Objective and Background
Resorption of alveolar bone after tooth extraction is a common problem often requiring bone grafting. The success of the grafting procedures is dependent on multiple factors including the presence of growth factors. This is the first in vivo study to investigate the role of the pleiotrophin family of cytokines in alveolar bone regeneration. This research investigated the role of the pleiotrophin–midkine (PTN–MDK) axis during osteogenesis, with and without a grafting material, after tooth extraction in a sheep model.
Methods
Thirty Romney‐cross ewes were anesthetized, and all premolar teeth on the right side were extracted. The sockets were randomized to controls sites with no treatment and test sites with Bio‐Oss® graft material and Bio‐Gide® membrane. Samples were harvested after sacrificing animals 4, 8, and 16 weeks post‐grafting (n = 10 per time‐point). Tissue for qRT2‐PCR gene analysis was recovered from the socket next to the first molar using a trephine (Ø = 2 mm). Each socket was fixed, decalcified, paraffin‐embedded, and sectioned. Immunohistochemistry was conducted to localize both PTN and MDK along with their receptors, protein tyrosine phosphatase receptor type Z1 (PTPRZ1), ALK receptor tyrosine kinase (ALK), and notch receptor 2 (NOTCH2).
Results
Within the healing sockets, high expression of genes for PTN, MDK, NOTCH2, and ALK was found at all time‐points and in both grafted and non‐grafted sites, while PTPRZ1 was only expressed at low levels. The relative gene expression of the PTN family of cytokines was not statistically different at the three time‐points between test and control groups (p > .05). Immunohistochemistry found PTN and MDK in association with new bone, NOTCH2 in the connective tissue, and PTPRZ1 and ALK in association with cuboidal osteoblasts involved in bone formation.
Conclusions
The PTN–MDK axis was highly expressed in both non‐grafted and grafted sockets during osteogenesis in a sheep model of alveolar bone regeneration with no evidence that grafting significantly affected expression.

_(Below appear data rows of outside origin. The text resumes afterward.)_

//! Wire-format definitions for data and acknowledgment packets.
//!
//! Every datagram exchanged between peers is a [`Packet`].  This module is
//! responsible for:
//! - Defining the on-wire binary layout of both packet variants.
//! - Serialising a [`Packet`] into a byte buffer ready for transmission.
//! - Validating the checksum of a raw datagram and classifying it as an
//!   acknowledgment or a data packet.
//!
//! No I/O happens here, only data transformation.
//!
//! # Wire format
//!
//! All multi-byte integers are **big-endian**.
//!
//! ```text
//!  0               1               2               3
//!  0 1 2 3 4 5 6 7 0 1 2 3 4 5 6 7 0 1 2 3 4 5 6 7 0 1 2 3 4 5 6 7
//! +-+-+-+-+-+-+-+-+-+-+-+-+-+-+-+-+-+-+-+-+-+-+-+-+-+-+-+-+-+-+-+-+
//! |            Checksum           |             Length            |
//! +-+-+-+-+-+-+-+-+-+-+-+-+-+-+-+-+-+-+-+-+-+-+-+-+-+-+-+-+-+-+-+-+
//! |                    Acknowledgment Number                      |
//! +-+-+-+-+-+-+-+-+-+-+-+-+-+-+-+-+-+-+-+-+-+-+-+-+-+-+-+-+-+-+-+-+
//! |              Sequence Number (data packets only)              |
//! +-+-+-+-+-+-+-+-+-+-+-+-+-+-+-+-+-+-+-+-+-+-+-+-+-+-+-+-+-+-+-+-+
//! |                        Payload ...                            |
//! +-+-+-+-+-+-+-+-+-+-+-+-+-+-+-+-+-+-+-+-+-+-+-+-+-+-+-+-+-+-+-+-+
//! ```
//!
//! An acknowledgment is exactly [`ACK_PACKET_SIZE`] bytes.  A data packet is
//! [`DATA_HEADER_LEN`] bytes plus up to [`MAX_PAYLOAD`] payload bytes; an
//! empty payload marks end-of-stream for that direction.

use thiserror::Error;

/// Byte length of an acknowledgment packet: cksum(2) + len(2) + ackno(4).
pub const ACK_PACKET_SIZE: usize = 8;

/// Byte length of a data packet header: ack header + seqno(4).
pub const DATA_HEADER_LEN: usize = 12;

/// Largest datagram either side will ever produce or accept.
pub const MAX_PACKET_SIZE: usize = 512;

/// Largest payload a single data packet can carry.
pub const MAX_PAYLOAD: usize = MAX_PACKET_SIZE - DATA_HEADER_LEN;

// Byte offsets of each field within the serialised header.
const OFF_CHECKSUM: usize = 0;
const OFF_LEN: usize = 2;
const OFF_ACKNO: usize = 4;
const OFF_SEQNO: usize = 8;

/// A data-carrying packet (possibly an empty EOF marker).
#[derive(Debug, Clone, PartialEq, Eq)]
pub struct DataPacket {
    /// Piggy-backed acknowledgment: the highest sequence number the sender
    /// has received contiguously from its peer.
    pub ackno: u32,
    /// Sequence number of this packet; always at least 1.
    pub seqno: u32,
    pub payload: Vec<u8>,
}

impl DataPacket {
    /// Allocate a zeroed packet whose payload buffer can hold [`MAX_PAYLOAD`]
    /// bytes without reallocating.
    pub fn blank() -> Self {
        Self {
            ackno: 0,
            seqno: 0,
            payload: Vec::with_capacity(MAX_PAYLOAD),
        }
    }

    /// `true` for the zero-length end-of-stream marker.
    pub fn is_eof(&self) -> bool {
        self.payload.is_empty()
    }

    /// Total on-wire length (header + payload).
    pub fn wire_len(&self) -> usize {
        DATA_HEADER_LEN + self.payload.len()
    }

    /// Serialise into a newly allocated byte vector.
    ///
    /// Encoding is deterministic, so re-encoding a buffered packet for
    /// retransmission reproduces the original checksum.
    pub fn encode(&self) -> Result<Vec<u8>, PacketError> {
        if self.payload.len() > MAX_PAYLOAD {
            return Err(PacketError::PayloadTooLarge(self.payload.len()));
        }
        if self.seqno == 0 {
            return Err(PacketError::MissingSeqno);
        }
        let mut buf = vec![0u8; self.wire_len()];
        buf[OFF_ACKNO..OFF_ACKNO + 4].copy_from_slice(&self.ackno.to_be_bytes());
        buf[OFF_SEQNO..OFF_SEQNO + 4].copy_from_slice(&self.seqno.to_be_bytes());
        buf[DATA_HEADER_LEN..].copy_from_slice(&self.payload);
        Ok(seal(buf))
    }
}

/// A complete protocol datagram.
#[derive(Debug, Clone, PartialEq, Eq)]
pub enum Packet {
    /// Header-only cumulative acknowledgment: every sequence number below
    /// `ackno` has been received.
    Ack { ackno: u32 },
    Data(DataPacket),
}

impl Packet {
    /// Serialise this packet into a newly allocated byte vector.
    pub fn encode(&self) -> Result<Vec<u8>, PacketError> {
        match self {
            Packet::Ack { ackno } => {
                let mut buf = vec![0u8; ACK_PACKET_SIZE];
                buf[OFF_ACKNO..OFF_ACKNO + 4].copy_from_slice(&ackno.to_be_bytes());
                Ok(seal(buf))
            }
            Packet::Data(data) => data.encode(),
        }
    }

    /// Validate and classify a raw datagram.
    ///
    /// The datagram length is the declared length: exactly
    /// [`ACK_PACKET_SIZE`] bytes is an acknowledgment, at least
    /// [`DATA_HEADER_LEN`] bytes with a non-zero sequence number is data.
    /// Every other shape is rejected.
    pub fn decode(buf: &[u8]) -> Result<Self, PacketError> {
        if buf.len() < ACK_PACKET_SIZE {
            return Err(PacketError::TooShort(buf.len()));
        }
        if buf.len() > MAX_PACKET_SIZE {
            return Err(PacketError::TooLong(buf.len()));
        }

        let declared = u16::from_be_bytes([buf[OFF_LEN], buf[OFF_LEN + 1]]) as usize;
        if declared != buf.len() {
            return Err(PacketError::LengthMismatch {
                declared,
                actual: buf.len(),
            });
        }
        if !validate(buf) {
            return Err(PacketError::ChecksumFailed);
        }

        let ackno = read_u32(buf, OFF_ACKNO);
        if buf.len() == ACK_PACKET_SIZE {
            return Ok(Packet::Ack { ackno });
        }
        if buf.len() < DATA_HEADER_LEN {
            return Err(PacketError::TooShort(buf.len()));
        }

        let seqno = read_u32(buf, OFF_SEQNO);
        if seqno == 0 {
            return Err(PacketError::MissingSeqno);
        }

        Ok(Packet::Data(DataPacket {
            ackno,
            seqno,
            payload: buf[DATA_HEADER_LEN..].to_vec(),
        }))
    }
}

/// Errors that can arise when building or parsing a datagram.
#[derive(Debug, Error, PartialEq, Eq)]
pub enum PacketError {
    #[error("datagram of {0} bytes is shorter than any packet header")]
    TooShort(usize),
    #[error("datagram of {0} bytes exceeds the maximum packet size")]
    TooLong(usize),
    #[error("length field says {declared} bytes but datagram has {actual}")]
    LengthMismatch { declared: usize, actual: usize },
    #[error("checksum verification failed")]
    ChecksumFailed,
    #[error("data packet has no sequence number")]
    MissingSeqno,
    #[error("payload of {0} bytes exceeds the maximum payload size")]
    PayloadTooLarge(usize),
}

/// Compute the Internet checksum (RFC 1071) over a serialised packet.
///
/// The checksum field (bytes 0-1) is treated as zero whatever it currently
/// holds, so the same function serves both encoding and verification.
pub fn checksum(data: &[u8]) -> u16 {
    let mut sum: u32 = 0;
    let mut i = 0;

    while i + 1 < data.len() {
        if i != OFF_CHECKSUM {
            sum += u32::from(u16::from_be_bytes([data[i], data[i + 1]]));
        }
        i += 2;
    }
    // Odd trailing byte: pad with a zero byte on the right.
    if i < data.len() {
        sum += u32::from(data[i]) << 8;
    }

    while sum >> 16 != 0 {
        sum = (sum & 0xffff) + (sum >> 16);
    }

    !(sum as u16)
}

/// `true` when the checksum stored in `buf` matches its contents.
pub fn validate(buf: &[u8]) -> bool {
    if buf.len() < OFF_CHECKSUM + 2 {
        return false;
    }
    let stored = u16::from_be_bytes([buf[OFF_CHECKSUM], buf[OFF_CHECKSUM + 1]]);
    checksum(buf) == stored
}

/// Fill in the length field, then compute and store the checksum last.
fn seal(mut buf: Vec<u8>) -> Vec<u8> {
    let len = buf.len() as u16;
    buf[OFF_LEN..OFF_LEN + 2].copy_from_slice(&len.to_be_bytes());
    let csum = checksum(&buf);
    buf[OFF_CHECKSUM..OFF_CHECKSUM + 2].copy_from_slice(&csum.to_be_bytes());
    buf
}

fn read_u32(buf: &[u8], off: usize) -> u32 {
    u32::from_be_bytes([buf[off], buf[off + 1], buf[off + 2], buf[off + 3]])
}
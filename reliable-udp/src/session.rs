//! Per-connection reliability state machine.
//!
//! A [`Session`] owns one [`Connection`], a send buffer of packets awaiting
//! acknowledgment, a receive buffer of packets awaiting delivery, the two
//! sequence cursors and the four-flag [`Shutdown`] vector.  It reacts to four
//! events, each handled synchronously to completion:
//!
//! | Event            | Handler                               |
//! |------------------|---------------------------------------|
//! | datagram arrived | [`Session::on_receive`]               |
//! | input readable   | [`Session::on_input_ready`]           |
//! | output writable  | [`Session::on_output_ready`]          |
//! | timer tick       | [`Session::on_timer`]                 |
//!
//! # Acknowledgments
//!
//! Acks are **cumulative**.  An ack-only packet carrying `k` confirms every
//! sequence number below `k`.  A data packet piggy-backs the highest
//! sequence number its sender has received in order, so it confirms
//! everything up to and including its `ackno`.
//!
//! # Teardown
//!
//! After every handler the shutdown vector is checked once; when all four
//! flags hold the session releases its buffers, closes its connection and
//! reports [`Status::Closed`].  Handlers invoked afterwards are no-ops.

use std::io;
use std::time::Instant;

use crate::buffer::{Entry, PacketBuffer};
use crate::config::Config;
use crate::connection::Connection;
use crate::packet::{DataPacket, Packet, MAX_PAYLOAD};
use crate::state::Shutdown;
use crate::timer::{Expiry, RetransmitTimer};

/// Whether a session survived the event it just handled.
#[derive(Debug, Clone, Copy, PartialEq, Eq)]
pub enum Status {
    Open,
    Closed,
}

pub struct Session<C> {
    conn: C,
    window: usize,
    send_buffer: PacketBuffer,
    receive_buffer: PacketBuffer,
    /// Sequence number the next outbound data packet will carry.
    next_seqno_to_send: u32,
    /// Lowest sequence number not yet received in order.
    next_seqno_expected: u32,
    /// Sequence number of the peer's EOF marker, once seen.
    peer_eof_seqno: Option<u32>,
    shutdown: Shutdown,
    timer: RetransmitTimer,
    /// When the last valid packet from the peer arrived.
    last_heard: Instant,
    closed: bool,
}

impl<C: Connection> Session<C> {
    pub fn new(conn: C, config: &Config) -> Self {
        Self {
            conn,
            window: config.window.max(1),
            send_buffer: PacketBuffer::new(),
            receive_buffer: PacketBuffer::new(),
            next_seqno_to_send: 1,
            next_seqno_expected: 1,
            peer_eof_seqno: None,
            shutdown: Shutdown::default(),
            timer: RetransmitTimer::new(config.timer.clone()),
            last_heard: Instant::now(),
            closed: false,
        }
    }

    // -----------------------------------------------------------------------
    // Accessors
    // -----------------------------------------------------------------------

    pub fn connection(&self) -> &C {
        &self.conn
    }

    pub fn connection_mut(&mut self) -> &mut C {
        &mut self.conn
    }

    pub fn next_seqno_to_send(&self) -> u32 {
        self.next_seqno_to_send
    }

    pub fn next_seqno_expected(&self) -> u32 {
        self.next_seqno_expected
    }

    pub fn shutdown(&self) -> Shutdown {
        self.shutdown
    }

    pub fn send_buffer(&self) -> &PacketBuffer {
        &self.send_buffer
    }

    pub fn receive_buffer(&self) -> &PacketBuffer {
        &self.receive_buffer
    }

    pub fn retries(&self) -> u32 {
        self.timer.retries()
    }

    pub fn is_closed(&self) -> bool {
        self.closed
    }

    // -----------------------------------------------------------------------
    // Event handlers
    // -----------------------------------------------------------------------

    /// Handle one datagram from the peer.
    ///
    /// Corrupt, malformed and out-of-window datagrams are dropped without
    /// any effect on the session.
    pub fn on_receive(&mut self, datagram: &[u8]) -> Status {
        if self.closed {
            return Status::Closed;
        }
        let packet = match Packet::decode(datagram) {
            Ok(packet) => packet,
            Err(e) => {
                log::debug!("[rel] dropping {}-byte datagram: {e}", datagram.len());
                return Status::Open;
            }
        };
        self.last_heard = Instant::now();
        match packet {
            Packet::Ack { ackno } => {
                log::trace!("[rel] ← ACK ackno={ackno}");
                self.handle_ack(ackno);
            }
            Packet::Data(data) => self.handle_data(data),
        }
        self.check_teardown()
    }

    /// Pull application input into new data packets while the window has
    /// room.
    pub fn on_input_ready(&mut self) -> Status {
        if self.closed {
            return Status::Closed;
        }
        let now = Instant::now();

        while !self.shutdown.input_eof && self.send_buffer.len() < self.window {
            let mut packet = DataPacket::blank();
            packet.payload.resize(MAX_PAYLOAD, 0);

            let n = match self.conn.input(&mut packet.payload) {
                Ok(0) => {
                    self.shutdown.input_eof = true;
                    0
                }
                Ok(n) => n,
                Err(e) if e.kind() == io::ErrorKind::WouldBlock => break,
                Err(e) => {
                    log::warn!("[rel] input failed, treating as EOF: {e}");
                    self.shutdown.input_eof = true;
                    0
                }
            };

            packet.payload.truncate(n);
            packet.ackno = self.next_seqno_expected - 1;
            packet.seqno = self.next_seqno_to_send;
            self.next_seqno_to_send += 1;

            let mut entry = Entry::new(packet);
            transmit(&mut self.conn, &mut entry, now);
            log::debug!(
                "[rel] → DATA seqno={} len={} in_flight={}",
                entry.seqno(),
                n,
                self.send_buffer.len() + 1
            );
            self.send_buffer.append(entry);
        }

        self.check_teardown()
    }

    /// Deliver as much contiguous data as the output sink can take.
    pub fn on_output_ready(&mut self) -> Status {
        if self.closed {
            return Status::Closed;
        }
        self.flush_output();
        self.check_teardown()
    }

    /// Retransmit the send window if its oldest packet has timed out, or
    /// close a quiet session whose peer has gone silent for too long.
    pub fn on_timer(&mut self, now: Instant) -> Status {
        if self.closed {
            return Status::Closed;
        }
        let oldest = self.send_buffer.front().and_then(|e| e.sent_at);
        match self.timer.poll(oldest, now) {
            Expiry::Idle if oldest.is_none() && self.timer.idle_expired(self.last_heard, now) => {
                log::warn!("[rel] peer silent with nothing outstanding; closing idle session");
                self.teardown();
                return Status::Closed;
            }
            Expiry::Idle => {}
            Expiry::Retransmit => {
                log::debug!(
                    "[rel] timeout, retransmitting {} packet(s), rto={:?}",
                    self.send_buffer.len(),
                    self.timer.current_rto()
                );
                for entry in self.send_buffer.iter_mut() {
                    transmit(&mut self.conn, entry, now);
                }
                self.timer.back_off();
            }
            Expiry::GiveUp => {
                log::warn!(
                    "[rel] no acknowledgment after {} retries; giving up",
                    self.timer.retries()
                );
                self.teardown();
                return Status::Closed;
            }
        }
        self.check_teardown()
    }

    /// Tear the session down immediately, whatever its shutdown flags say.
    pub fn destroy(&mut self) {
        self.teardown();
    }

    // -----------------------------------------------------------------------
    // Internals
    // -----------------------------------------------------------------------

    /// Apply a cumulative acknowledgment: everything below `cumulative` has
    /// reached the peer.
    fn handle_ack(&mut self, cumulative: u32) {
        if cumulative > self.next_seqno_to_send {
            log::debug!(
                "[rel] ignoring ack {cumulative} for data never sent (next={})",
                self.next_seqno_to_send
            );
            return;
        }
        let removed = self.send_buffer.prune_acked(cumulative);
        if removed > 0 {
            self.timer.reset();
            log::debug!(
                "[rel] ack {cumulative} released {removed} packet(s), in_flight={}",
                self.send_buffer.len()
            );
        }
        if self.shutdown.input_eof && self.send_buffer.is_empty() && !self.shutdown.all_acked {
            self.shutdown.all_acked = true;
            log::debug!("[rel] all sent data acknowledged");
        }
    }

    fn handle_data(&mut self, data: DataPacket) {
        let seqno = data.seqno;
        self.handle_ack(data.ackno.saturating_add(1));

        let expected = self.next_seqno_expected;
        if seqno < expected || self.receive_buffer.contains(seqno) {
            log::trace!("[rel] ← duplicate DATA seqno={seqno}");
            self.send_ack();
            return;
        }

        // Undelivered packets count against the window, so a stalled output
        // sink eventually stops the peer.
        let base = self
            .receive_buffer
            .front()
            .map_or(expected, |e| e.seqno().min(expected));
        let window = u32::try_from(self.window).unwrap_or(u32::MAX);
        if seqno >= base.saturating_add(window) {
            log::debug!("[rel] ← DATA seqno={seqno} outside window starting at {base}");
            return;
        }
        if self.peer_eof_seqno.is_some_and(|eof| seqno > eof) {
            log::debug!("[rel] ← DATA seqno={seqno} after peer EOF");
            return;
        }

        let is_eof = data.is_eof();
        let len = data.payload.len();
        if self.receive_buffer.insert_ordered(Entry::new(data)).is_err() {
            return;
        }
        if is_eof {
            self.peer_eof_seqno = Some(seqno);
        }

        let advanced_to = self.receive_buffer.contiguous_end(expected);
        log::debug!("[rel] ← DATA seqno={seqno} len={len} expected={advanced_to}");
        self.send_ack_for(advanced_to);

        if advanced_to != expected {
            self.next_seqno_expected = advanced_to;
            if self.peer_eof_seqno.is_some_and(|eof| eof < advanced_to) {
                self.shutdown.peer_eof = true;
            }
            self.flush_output();
        }
    }

    fn send_ack(&mut self) {
        self.send_ack_for(self.next_seqno_expected);
    }

    fn send_ack_for(&mut self, ackno: u32) {
        match (Packet::Ack { ackno }).encode() {
            Ok(bytes) => {
                if let Err(e) = self.conn.send_datagram(&bytes) {
                    log::debug!("[rel] ack {ackno} not sent: {e}");
                }
            }
            Err(e) => log::warn!("[rel] could not encode ack {ackno}: {e}"),
        }
    }

    fn flush_output(&mut self) {
        let expected = self.next_seqno_expected;
        if self.shutdown.output_eof {
            // Output is gone; keep consuming so the peer can finish.
            self.receive_buffer.prune_acked(expected);
            return;
        }

        let space = self.conn.bufspace();
        let size = space.min(self.receive_buffer.contiguous_bytes(expected));
        if size > 0 {
            let mut buf = vec![0u8; size];
            let drained = self.receive_buffer.serialize_contiguous(&mut buf, expected);
            if let Err(e) = self.conn.output(&buf[..drained.written]) {
                log::warn!("[rel] output failed, discarding inbound stream: {e}");
                self.shutdown.output_eof = true;
                self.receive_buffer.prune_acked(expected);
                return;
            }
            self.receive_buffer.consume(&drained);
            log::trace!("[rel] delivered {} byte(s)", drained.written);
        } else if space == 0 {
            log::trace!("[rel] output full, deferring delivery");
        }

        let eof_next = self
            .receive_buffer
            .front()
            .is_some_and(|e| e.packet.is_eof() && e.seqno() < expected);
        if eof_next {
            self.receive_buffer.remove_head();
            if let Err(e) = self.conn.output_eof() {
                log::warn!("[rel] output EOF failed: {e}");
            }
            self.shutdown.output_eof = true;
            log::debug!("[rel] peer stream delivered to EOF");
        }
    }

    fn check_teardown(&mut self) -> Status {
        if !self.closed && self.shutdown.is_complete() {
            self.teardown();
        }
        if self.closed {
            Status::Closed
        } else {
            Status::Open
        }
    }

    fn teardown(&mut self) {
        if self.closed {
            return;
        }
        self.closed = true;
        self.send_buffer.clear();
        self.receive_buffer.clear();
        self.conn.close();
        log::info!("[rel] session closed ({})", self.shutdown);
    }
}

/// Encode and send one buffered packet, stamping its transmission record.
fn transmit<C: Connection>(conn: &mut C, entry: &mut Entry, now: Instant) {
    entry.tx_count += 1;
    entry.sent_at = Some(now);
    match entry.packet.encode() {
        Ok(bytes) => {
            if let Err(e) = conn.send_datagram(&bytes) {
                log::debug!("[rel] send of seqno={} failed: {e}", entry.seqno());
            }
        }
        Err(e) => log::warn!("[rel] could not encode seqno={}: {e}", entry.seqno()),
    }
}
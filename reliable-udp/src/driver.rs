//! Tokio event loops hosting sessions over a real UDP socket.
//!
//! # Architecture
//!
//! ```text
//!  application                       driver task
//!  ───────────                       ───────────
//!  input  ──mpsc──▶ UdpConnection ──▶ Session ──▶ Socket::try_send_to
//!  output ◀─mpsc─── (staged bytes) ◀── Session ◀── Socket::recv_from
//!                                        ▲
//!                                        └── interval tick → on_timer
//! ```
//!
//! One task runs everything: `tokio::select!` waits for a datagram, an input
//! chunk or a timer tick, hands the event to the session, then drains any
//! bytes the session delivered.  Sessions themselves never await.
//!
//! - [`run_client`] drives one session to a fixed peer.
//! - [`run_server`] demultiplexes peers through a [`Registry`] and echoes
//!   every connection's stream back to it.

use std::collections::VecDeque;
use std::io;
use std::net::SocketAddr;
use std::sync::Arc;
use std::time::Instant;

use thiserror::Error;
use tokio::sync::mpsc;
use tokio::time::MissedTickBehavior;

use crate::config::{Config, ConfigError};
use crate::connection::Connection;
use crate::registry::{Registry, SessionId};
use crate::session::{Session, Status};
use crate::socket::{Socket, SocketError};
use crate::state::Shutdown;

/// Most bytes staged between the application and a session in either
/// direction.
const STAGE_LIMIT: usize = 64 * 1024;

#[derive(Debug, Error)]
pub enum DriverError {
    #[error(transparent)]
    Socket(#[from] SocketError),
    #[error("invalid configuration: {0}")]
    Config(#[from] ConfigError),
}

// ---------------------------------------------------------------------------
// UdpConnection
// ---------------------------------------------------------------------------

/// A [`Connection`] whose transport is a shared UDP socket and whose
/// application side is a pair of in-memory staging buffers filled and
/// drained by the driver.
#[derive(Debug)]
pub struct UdpConnection {
    socket: Arc<Socket>,
    peer: SocketAddr,
    staged_input: VecDeque<u8>,
    input_closed: bool,
    staged_output: Vec<u8>,
    output_closed: bool,
}

impl UdpConnection {
    pub fn new(socket: Arc<Socket>, peer: SocketAddr) -> Self {
        Self {
            socket,
            peer,
            staged_input: VecDeque::new(),
            input_closed: false,
            staged_output: Vec::new(),
            output_closed: false,
        }
    }

    pub fn peer(&self) -> SocketAddr {
        self.peer
    }

    pub fn push_input(&mut self, chunk: &[u8]) {
        self.staged_input.extend(chunk.iter().copied());
    }

    pub fn close_input(&mut self) {
        self.input_closed = true;
    }

    /// `true` while the input side is open and has room for more bytes.
    pub fn wants_input(&self) -> bool {
        !self.input_closed && self.staged_input.len() < STAGE_LIMIT
    }

    pub fn take_output(&mut self) -> Vec<u8> {
        std::mem::take(&mut self.staged_output)
    }

    pub fn output_closed(&self) -> bool {
        self.output_closed
    }
}

impl Connection for UdpConnection {
    fn send_datagram(&mut self, datagram: &[u8]) -> io::Result<()> {
        self.socket.try_send_to(datagram, self.peer)
    }

    fn input(&mut self, buf: &mut [u8]) -> io::Result<usize> {
        if self.staged_input.is_empty() {
            return if self.input_closed {
                Ok(0)
            } else {
                Err(io::ErrorKind::WouldBlock.into())
            };
        }
        let n = buf.len().min(self.staged_input.len());
        for (dst, src) in buf[..n].iter_mut().zip(self.staged_input.drain(..n)) {
            *dst = src;
        }
        Ok(n)
    }

    fn bufspace(&self) -> usize {
        if self.output_closed {
            return 0;
        }
        STAGE_LIMIT.saturating_sub(self.staged_output.len())
    }

    fn output(&mut self, data: &[u8]) -> io::Result<()> {
        self.staged_output.extend_from_slice(data);
        Ok(())
    }

    fn output_eof(&mut self) -> io::Result<()> {
        self.output_closed = true;
        Ok(())
    }

    fn close(&mut self) {
        log::debug!("[driver] connection to {} released", self.peer);
    }
}

// ---------------------------------------------------------------------------
// Client
// ---------------------------------------------------------------------------

/// Run one session against `peer` until it tears down.
///
/// Chunks received on `input` are sent to the peer; dropping the sender
/// ends the local stream.  The peer's stream is delivered on `output`, which
/// is dropped once the peer's EOF has been delivered.  Returns the final
/// shutdown flags: all set after an orderly close, some unset when the
/// session gave up on an unresponsive peer.
pub async fn run_client(
    socket: Socket,
    peer: SocketAddr,
    config: Config,
    mut input: mpsc::Receiver<Vec<u8>>,
    output: mpsc::Sender<Vec<u8>>,
) -> Result<Shutdown, DriverError> {
    config.validate()?;
    let socket = Arc::new(socket);
    let mut session = Session::new(UdpConnection::new(socket.clone(), peer), &config);
    let mut output = Some(output);
    let mut ticker = tokio::time::interval(config.timer.interval);
    ticker.set_missed_tick_behavior(MissedTickBehavior::Delay);
    log::info!("[driver] client {} → {peer}", socket.local_addr);

    loop {
        let status = tokio::select! {
            result = socket.recv_from() => {
                let (datagram, from) = result?;
                if from != peer {
                    log::debug!("[driver] ignoring datagram from stranger {from}");
                    continue;
                }
                session.on_receive(&datagram)
            }
            chunk = input.recv(), if session.connection().wants_input() => {
                match chunk {
                    Some(chunk) => session.connection_mut().push_input(&chunk),
                    None => session.connection_mut().close_input(),
                }
                session.on_input_ready()
            }
            _ = ticker.tick() => session.on_timer(Instant::now()),
        };

        let status = match status {
            Status::Open => session.on_input_ready(),
            Status::Closed => Status::Closed,
        };
        let status = match status {
            Status::Open => drain_output(&mut session, &mut output).await,
            Status::Closed => {
                ship_output(&mut session, &mut output).await;
                Status::Closed
            }
        };

        if status == Status::Closed {
            let shutdown = session.shutdown();
            log::info!("[driver] client finished ({shutdown})");
            return Ok(shutdown);
        }
    }
}

/// Alternate between the session's output assembler and the application
/// channel until no more contiguous data is waiting.
async fn drain_output(
    session: &mut Session<UdpConnection>,
    output: &mut Option<mpsc::Sender<Vec<u8>>>,
) -> Status {
    loop {
        let status = session.on_output_ready();
        let moved = ship_output(session, output).await;
        if status == Status::Closed || !moved || session.receive_buffer().is_empty() {
            return status;
        }
    }
}

/// Hand staged output to the application.  Returns `true` if any bytes moved.
async fn ship_output(
    session: &mut Session<UdpConnection>,
    output: &mut Option<mpsc::Sender<Vec<u8>>>,
) -> bool {
    let chunk = session.connection_mut().take_output();
    let moved = !chunk.is_empty();
    let mut receiver_gone = false;
    if moved {
        if let Some(tx) = output {
            receiver_gone = tx.send(chunk).await.is_err();
        }
    }
    if receiver_gone {
        log::warn!("[driver] application stopped reading output");
    }
    if receiver_gone || session.connection().output_closed() {
        *output = None;
    }
    moved
}

// ---------------------------------------------------------------------------
// Server
// ---------------------------------------------------------------------------

/// Accept any number of peers on `socket` and echo each stream back to the
/// peer that sent it.  Runs until the socket fails.
pub async fn run_server(socket: Socket, config: Config) -> Result<(), DriverError> {
    config.validate()?;
    let socket = Arc::new(socket);
    let mut registry: Registry<UdpConnection> = Registry::new(config.clone());
    let mut ticker = tokio::time::interval(config.timer.interval);
    ticker.set_missed_tick_behavior(MissedTickBehavior::Delay);
    log::info!("[driver] server listening on {}", socket.local_addr);

    loop {
        tokio::select! {
            result = socket.recv_from() => {
                let (datagram, from) = result?;
                let factory = |addr: &SocketAddr| Ok(UdpConnection::new(socket.clone(), *addr));
                match registry.demux(&from, &datagram, factory) {
                    Ok(Some(id)) => echo(&mut registry, id),
                    Ok(None) => {}
                    Err(e) => log::warn!("[driver] datagram from {from}: {e}"),
                }
            }
            _ = ticker.tick() => {
                registry.on_timer_tick(Instant::now());
                for id in registry.ids() {
                    echo(&mut registry, id);
                }
            }
        }
    }
}

/// Feed a session's delivered bytes back into its own input.
fn echo(registry: &mut Registry<UdpConnection>, id: SessionId) {
    loop {
        let input_room = match registry.get(id) {
            Some(session) => session.connection().wants_input(),
            None => return,
        };
        if input_room && !matches!(registry.on_output_ready(id), Ok(Status::Open)) {
            return;
        }
        let Some(session) = registry.get_mut(id) else {
            return;
        };
        let conn = session.connection_mut();
        let chunk = conn.take_output();
        conn.push_input(&chunk);
        if conn.output_closed() {
            conn.close_input();
        }
        if !matches!(registry.on_input_ready(id), Ok(Status::Open)) || chunk.is_empty() {
            return;
        }
    }
}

The activation of NOTCH2 and PTPRZ1 receptors may be important during bone regeneration in vivo. The discovery of the PTN–MDK axis as important during alveolar bone regeneration is novel and opens up new avenues of research into these stably expressed highly active cytokines. Growth factor supplementation with PTN and/or MDK during healing may be an approach for enhanced regeneration or to initiate healing where delayed.